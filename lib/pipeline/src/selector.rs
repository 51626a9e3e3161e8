//! Feature selection
//!
//! Reorders raw rows into the trained input space: the included feature
//! values in new-index order, with the response split off.

use modelbridge_core::{FeatureSchema, IndexMap, Result};
use rayon::prelude::*;

/// One row in trained-slot order
#[derive(Debug, Clone, PartialEq, Eq)]
pub struct SelectedRow {
    pub features: Vec<String>,
    pub response: Option<String>,
}

#[derive(Debug, Clone)]
pub struct FeatureSelector {
    index_map: IndexMap,
    response_index: Option<usize>,
}

impl FeatureSelector {
    /// The index map comes from the schema alone
    pub fn new(schema: &FeatureSchema, response_index: Option<usize>) -> Result<Self> {
        Ok(Self {
            index_map: IndexMap::from_schema(schema, response_index)?,
            response_index,
        })
    }

    pub fn index_map(&self) -> &IndexMap {
        &self.index_map
    }

    pub fn response_index(&self) -> Option<usize> {
        self.response_index
    }

    pub fn select(&self, row: &[String]) -> SelectedRow {
        SelectedRow {
            features: self.index_map.select(row).into_iter().cloned().collect(),
            response: self.response_index.and_then(|i| row.get(i).cloned()),
        }
    }

    pub fn select_all(&self, rows: &[Vec<String>]) -> Vec<SelectedRow> {
        rows.par_iter().map(|row| self.select(row)).collect()
    }
}

#[cfg(test)]
mod tests {
    use super::*;
    use modelbridge_core::Feature;

    #[test]
    fn test_select_drops_discarded_and_response() {
        let schema = FeatureSchema::new(vec![
            Feature::numerical("age", 0),
            Feature::numerical("income", 1),
            Feature::categorical("zipcode", 2).excluded(),
            Feature::numerical("target", 3),
        ]);
        let selector = FeatureSelector::new(&schema, Some(3)).unwrap();
        assert_eq!(selector.index_map().as_slice(), &[0, 1]);

        let row: Vec<String> = ["30", "5000", "90210", "1.5"]
            .iter()
            .map(|s| s.to_string())
            .collect();
        let selected = selector.select(&row);
        assert_eq!(selected.features, vec!["30", "5000"]);
        assert_eq!(selected.response.as_deref(), Some("1.5"));
    }

    #[test]
    fn test_reorders_by_original_index() {
        // Declared out of order; slots follow the original column order
        let schema = FeatureSchema::new(vec![
            Feature::numerical("b", 1),
            Feature::numerical("a", 0),
        ]);
        let selector = FeatureSelector::new(&schema, None).unwrap();
        let row = vec!["x".to_string(), "y".to_string()];
        assert_eq!(selector.select(&row).features, vec!["x", "y"]);
        assert_eq!(selector.select(&row).response, None);
    }
}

▶ _Your goal_
Repeat all the material, keeping each line identical.

▶ _Output below_
filename lib/pipeline/src/selector.rs
repository 51626a9e3e3161e8
//! Feature selection
//!
//! Reorders raw rows into the trained input space: the included feature
//! values in new-index order, with the response split off.

use modelbridge_core::{FeatureSchema, IndexMap, Result};
use rayon::prelude::*;

/// One row in trained-slot order
#[derive(Debug, Clone, PartialEq, Eq)]
pub struct SelectedRow {
    pub features: Vec<String>,
    pub response: Option<String>,
}

#[derive(Debug, Clone)]
pub struct FeatureSelector {
    index_map: IndexMap,
    response_index: Option<usize>,
}

impl FeatureSelector {
    /// The index map comes from the schema alone
    pub fn new(schema: &FeatureSchema, response_index: Option<usize>) -> Result<Self> {
        Ok(Self {
            index_map: IndexMap::from_schema(schema, response_index)?,
            response_index,
        })
    }

    pub fn index_map(&self) -> &IndexMap {
        &self.index_map
    }

    pub fn response_index(&self) -> Option<usize> {
        self.response_index
    }

    pub fn select(&self, row: &[String]) -> SelectedRow {
        SelectedRow {
            features: self.index_map.select(row).into_iter().cloned().collect(),
            response: self.response_index.and_then(|i| row.get(i).cloned()),
        }
    }

    pub fn select_all(&self, rows: &[Vec<String>]) -> Vec<SelectedRow> {
        rows.par_iter().map(|row| self.select(row)).collect()
    }
}

#[cfg(test)]
mod tests {
    use super::*;
    use modelbridge_core::Feature;

    #[test]
    fn test_select_drops_discarded_and_response() {
        let schema = FeatureSchema::new(vec![
            Feature::numerical("age", 0),
            Feature::numerical("income", 1),
            Feature::categorical("zipcode", 2).excluded(),
            Feature::numerical("target", 3),
        ]);
        let selector = FeatureSelector::new(&schema, Some(3)).unwrap();
        assert_eq!(selector.index_map().as_slice(), &[0, 1]);

        let row: Vec<String> = ["30", "5000", "90210", "1.5"]
            .iter()
            .map(|s| s.to_string())
            .collect();
        let selected = selector.select(&row);
        assert_eq!(selected.features, vec!["30", "5000"]);
        assert_eq!(selected.response.as_deref(), Some("1.5"));
    }

    #[test]
    fn test_reorders_by_original_index() {
        // Declared out of order; slots follow the original column order
        let schema = FeatureSchema::new(vec![
            Feature::numerical("b", 1),
            Feature::numerical("a", 0),
        ]);
        let selector = FeatureSelector::new(&schema, None).unwrap();
        let row = vec!["x".to_string(), "y".to_string()];
        assert_eq!(selector.select(&row).features, vec!["x", "y"]);
        assert_eq!(selector.select(&row).response, None);
    }
}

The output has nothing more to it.